What to do ->
Report, as a number alone, how many lines below contain the string "SpaSegment".

Record excerpts ->
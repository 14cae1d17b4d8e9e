pub mod connections;
pub mod ops;
pub mod resources;

use crate::config::AppConfig;
use crate::db::ConnectionProvider;

/// Shared, immutable per-process state. The provider holds configuration
/// only; live connections are always scoped to a single request.
#[derive(Clone)]
pub struct AppState {
    pub provider: ConnectionProvider,
    pub read_limit: i64,
    pub cors_origin: Option<String>,
}

impl AppState {
    pub fn new(config: &AppConfig) -> Self {
        Self {
            provider: ConnectionProvider::new(&config.database),
            read_limit: config.api.read_limit,
            cors_origin: config.api.cors_origin.clone(),
        }
    }
}
#[derive(Debug, thiserror::Error)]
pub enum DdsError {
    #[error("DDS header has no {substructure} block")]
    MissingSubstructure { substructure: &'static str },
    #[error("Unexpected end of input while reading {section}")]
    TruncatedInput { section: &'static str },
    #[error("Not a DDS file. Magic: {magic:02x?}")]
    BadMagic { magic: [u8; 4] },
    #[error("IOError: {source}")]
    IOError {
        #[from]
        source: std::io::Error,
    },
}
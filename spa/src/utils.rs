use std::{ffi::OsStr, path::Path};

use crate::{Spa, SpaFrame, SpaHeader, SpaSegment, error::SpaError, parser::parse_spa};

impl Spa {
    pub fn open_from_bytes(i: &[u8]) -> Result<Spa, SpaError> {
        parse_spa(i)
    }

    pub fn open_from_file(path: impl AsRef<OsStr> + AsRef<Path>) -> Result<Spa, SpaError> {
        let file = std::fs::read(path)?;

        Self::open_from_bytes(&file)
    }

    pub fn header(&self) -> &SpaHeader {
        &self.header
    }

    pub fn frames(&self) -> &[SpaFrame] {
        &self.frames
    }

    pub fn frame_count(&self) -> usize {
        self.frames.len()
    }

    pub fn frame(&self, index: usize) -> Result<&SpaFrame, SpaError> {
        self.frames.get(index).ok_or(SpaError::InvalidFrameIndex {
            index,
            frame_count: self.frames.len(),
        })
    }

    /// The shared blob every segment points into.
    pub fn data(&self) -> &[u8] {
        &self.data
    }

    /// Payload of `segment`, checked against the end of the shared blob.
    pub fn segment_data(&self, segment: &SpaSegment) -> Result<&[u8], SpaError> {
        let offset = segment.offset as i64;
        let end = offset + segment.length as i64;

        if offset < 0 || end < offset || end > self.data.len() as i64 {
            return Err(SpaError::SegmentOutOfBounds {
                offset,
                end,
                data_length: self.data.len(),
            });
        }

        Ok(&self.data[offset as usize..end as usize])
    }
}
mod cli;
mod decoder;

use std::process::ExitCode;

fn main() -> ExitCode {
    env_logger::Builder::from_env(env_logger::Env::default().default_filter_or("info")).init();

    match cli::cli() {
        Ok(_) => ExitCode::from(0),
        Err(err) => {
            log::error!("{err:?}");
            ExitCode::from(1)
        }
    }
}
use dds::error::DdsError;

#[derive(Debug, thiserror::Error)]
pub enum SpaError {
    #[error("Unexpected end of input while reading {section}")]
    TruncatedInput { section: &'static str },
    #[error("Frame {index} does not exist. Sprite has {frame_count} frames")]
    InvalidFrameIndex { index: usize, frame_count: usize },
    #[error("Segment spans {offset}..{end} but segment data is {data_length} bytes")]
    SegmentOutOfBounds {
        offset: i64,
        end: i64,
        data_length: usize,
    },
    #[error("Segment {segment_index} has an unsupported format: {message}")]
    UnsupportedFormat {
        segment_index: usize,
        message: String,
    },
    #[error("Failed to decode segment {segment_index}: {message}")]
    DecodeFailure {
        segment_index: usize,
        message: String,
    },
    #[error("Segment data starts at {data_start_offset} but the frame table ends at {table_end}")]
    DataStartInsideTable {
        data_start_offset: i32,
        table_end: usize,
    },
    #[error("Too many {what} to fit the format: {count}")]
    TooManyEntries { what: &'static str, count: usize },
    #[error("Cannot wrap segment: {source}")]
    Wrapper {
        #[from]
        source: DdsError,
    },
    #[error("IOError: {source}")]
    IOError {
        #[from]
        source: std::io::Error,
    },
}
use image::RgbaImage;

#[derive(Debug, thiserror::Error)]
pub enum TileDecodeError {
    /// The decoder does not recognize the wrapped payload.
    #[error("{message}")]
    Unsupported { message: String },
    /// The payload was recognized but could not be decoded.
    #[error("{message}")]
    Failed { message: String },
}

/// Turns a DDS wrapped segment into pixels.
///
/// The compositor hands over the 128 byte DDS header followed by the segment payload.
/// Returned rows are expected bottom to top, the way most DDS loaders hand them out, and are
/// flipped before they land on the canvas.
///
/// Frames may be composited from several threads at once, so a decoder must not share
/// mutable state between calls.
pub trait TileDecoder {
    fn decode(&self, dds: &[u8]) -> Result<RgbaImage, TileDecodeError>;
}

impl<F> TileDecoder for F
where
    F: Fn(&[u8]) -> Result<RgbaImage, TileDecodeError>,
{
    fn decode(&self, dds: &[u8]) -> Result<RgbaImage, TileDecodeError> {
        self(dds)
    }
}
use std::path::Path;

use eyre::WrapErr;
use spa::{Spa, tile_four_cc};

pub fn run(path: &Path) -> eyre::Result<()> {
    let spa =
        Spa::open_from_file(path).wrap_err_with(|| format!("cannot open {}", path.display()))?;

    let header = spa.header();

    println!(
        "{} v{} flags {:?} {} fps, data at {}",
        header.code_str(),
        header.version,
        header.flags,
        header.frames_per_second,
        header.data_start_offset
    );

    for (index, frame) in spa.frames().iter().enumerate() {
        let (width, height) = frame.header.dimensions();

        println!(
            "frame {index}: {width}x{height} hot spot ({}, {}) {} segments, {}",
            frame.header.hot_spot_x,
            frame.header.hot_spot_y,
            frame.segments.len(),
            tile_four_cc(&frame.header)
        );

        for (segment_index, segment) in frame.segments.iter().enumerate() {
            println!(
                "  segment {segment_index}: {}x{} at ({}, {}) data {}+{} flags {:?}",
                segment.width,
                segment.height,
                segment.x_offset,
                segment.y_offset,
                segment.offset,
                segment.length,
                segment.flags
            );
        }
    }

    Ok(())
}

Expected output ->
2